What more modern approaches?
Managed programming languages, virtual machines, etc. All of that was around in the 1980's already.
Can you name a better language for writing kernels? C is basically the optimal language for writing system code. You haven't presented a revolutionary alternative yet.
Modula-3 and CEDAR/MESA come to mind, but kernels have been written in managed languages.
And C is about as far from being "optimal" for writing a many million line kernel as any language can be.
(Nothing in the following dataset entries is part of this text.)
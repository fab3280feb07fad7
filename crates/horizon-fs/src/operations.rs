//! Single-file operations.
//!
//! One-shot helpers for removing, renaming, copying and measuring files, and
//! for moving whole strings in and out of them. The string helpers go through
//! [`FileHandle`].

use std::fs;
use std::path::Path;

use tracing::{debug, error, trace};

use crate::directory::exists;
use crate::error::{FileError, FileErrorKind, FileResult};
use crate::handle::FileHandle;
use crate::logging::targets;
use crate::opener::OpenMode;

// ============================================================================
// Removing, Renaming, Copying
// ============================================================================

/// Removes a file or an empty directory.
///
/// A path that does not exist counts as removed.
///
/// # Errors
///
/// Returns an error if the path exists but cannot be removed.
pub fn remove_file(path: impl AsRef<Path>) -> FileResult<()> {
    let path = path.as_ref();
    trace!(target: targets::FILESYSTEM, path = %path.display(), "remove_file");

    let metadata = match fs::symlink_metadata(path) {
        Ok(metadata) => metadata,
        Err(e) if e.kind() == std::io::ErrorKind::NotFound => {
            debug!(target: targets::FILESYSTEM, path = %path.display(), "does not exist");
            return Ok(());
        }
        Err(e) => return Err(FileError::from_io(e, path)),
    };

    let result = if metadata.is_dir() {
        fs::remove_dir(path)
    } else {
        fs::remove_file(path)
    };
    result.map_err(|e| {
        error!(target: targets::FILESYSTEM, path = %path.display(), error = %e, "unable to remove");
        FileError::from_io(e, path)
    })
}

/// Renames (moves) `src` to `dst`.
pub fn rename(src: impl AsRef<Path>, dst: impl AsRef<Path>) -> FileResult<()> {
    let (src, dst) = (src.as_ref(), dst.as_ref());
    trace!(target: targets::FILESYSTEM, src = %src.display(), dst = %dst.display(), "rename");

    fs::rename(src, dst).map_err(|e| {
        error!(
            target: targets::FILESYSTEM,
            src = %src.display(),
            dst = %dst.display(),
            error = %e,
            "unable to rename"
        );
        FileError::from_io(e, src)
    })
}

/// Copies a file.
///
/// When `overwrite` is false and `dst` already exists, nothing is copied and
/// an `AlreadyExists` error is returned.
pub fn copy_file(src: impl AsRef<Path>, dst: impl AsRef<Path>, overwrite: bool) -> FileResult<()> {
    let (src, dst) = (src.as_ref(), dst.as_ref());
    trace!(target: targets::FILESYSTEM, src = %src.display(), dst = %dst.display(), overwrite, "copy_file");

    if !overwrite && exists(dst) {
        debug!(target: targets::FILESYSTEM, dst = %dst.display(), "copy target exists");
        return Err(FileError::new(
            FileErrorKind::AlreadyExists,
            Some(dst.to_path_buf()),
            None,
        ));
    }

    fs::copy(src, dst).map(|_| ()).map_err(|e| {
        error!(
            target: targets::FILESYSTEM,
            src = %src.display(),
            dst = %dst.display(),
            error = %e,
            "unable to copy file"
        );
        FileError::from_io(e, src)
    })
}

// ============================================================================
// Size
// ============================================================================

/// Returns the size of a file in bytes, or 0 if it cannot be determined.
///
/// Directories and missing paths report 0. The failure is logged.
pub fn file_size(path: impl AsRef<Path>) -> u64 {
    let path = path.as_ref();
    match fs::metadata(path) {
        Ok(metadata) if metadata.is_file() => metadata.len(),
        Ok(_) => {
            error!(target: targets::FILESYSTEM, path = %path.display(), "unable to retrieve file size: not a file");
            0
        }
        Err(e) => {
            error!(target: targets::FILESYSTEM, path = %path.display(), error = %e, "unable to retrieve file size");
            0
        }
    }
}

// ============================================================================
// Whole-File Helpers
// ============================================================================

/// Creates an empty file, truncating it if it exists.
pub fn create_empty_file(path: impl AsRef<Path>) -> FileResult<()> {
    let path = path.as_ref();
    trace!(target: targets::FILESYSTEM, path = %path.display(), "create_empty_file");

    FileHandle::open(path, OpenMode::WRITE).map(drop).inspect_err(|e| {
        error!(target: targets::FILESYSTEM, path = %path.display(), error = %e, "unable to create file");
    })
}

/// Replaces the contents of a file with `text`.
///
/// Returns the number of bytes written.
pub fn write_string_to_file(path: impl AsRef<Path>, text: &str) -> FileResult<usize> {
    let mut file = FileHandle::open(path, OpenMode::WRITE)?;
    file.write_string(text)
}

/// Reads a whole file as UTF-8 text.
///
/// # Errors
///
/// Returns an error if the file cannot be opened or read, or an
/// `InvalidData` error if its contents are not UTF-8.
pub fn read_file_to_string(path: impl AsRef<Path>) -> FileResult<String> {
    let path = path.as_ref();
    let mut file = FileHandle::open(path, OpenMode::READ)?;

    let size = usize::try_from(file.size()?)
        .map_err(|_| FileError::invalid_data("file too large to read into memory"))?;
    let mut bytes = vec![0u8; size];
    let read = file.read_bytes(&mut bytes)?;
    bytes.truncate(read);

    String::from_utf8(bytes).map_err(|e| {
        FileError::new(
            FileErrorKind::InvalidData,
            Some(path.to_path_buf()),
            Some(std::io::Error::new(std::io::ErrorKind::InvalidData, e)),
        )
    })
}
Virualization is big because UNIX is too awkward to work as a multi-role server
UNIX and Linux actually offer all the "multi-role" support you could possibly imagine and want: access control, isolation, namespace manipulations, and various forms of virtualization. Among all of those, people choose virtualization because it's the least hassle and the easiest to manage.
And you are absolutely right that NT has focused on "multi-role" support, including elaborate security and user mechanisms from the start. But that's not the sign of a modern kernel, it's a sign of an obsolete 1960's design. By doing so, Microsoft missed the boat on all the other approaches and is now trying to catch up.
Let's just be clear about this: Linux gives users a choice about what level of "multi-role" support they want, and their choice is "very little".
so you use virtualized myopic UNIX servers to replace what could otherwise be done by Java EE or .NET.
That claim makes absolutely no sense at all, since the Java EE approach was developed on UNIX and Linux. And once you run your servers in managed virtual machines, you don't need all the elaborate kernel-based "multi-role" support anyway. That's another reason the "multi-role" support in NT is superfluous and obsolete.
The only other "modern" systems I can think of from the beginning of the NT era are Amiga and eventually BeOS.
Yeah, that's because you obviously don't know anything, and neither did the people at Microsoft. Microsoft's OS developers in the 1980's and 1990's were a bunch of PC hackers plus industry wash-ups who had no idea what the state of the art in computer science actually was, and they developed a third rate OS that was obsolete from the start.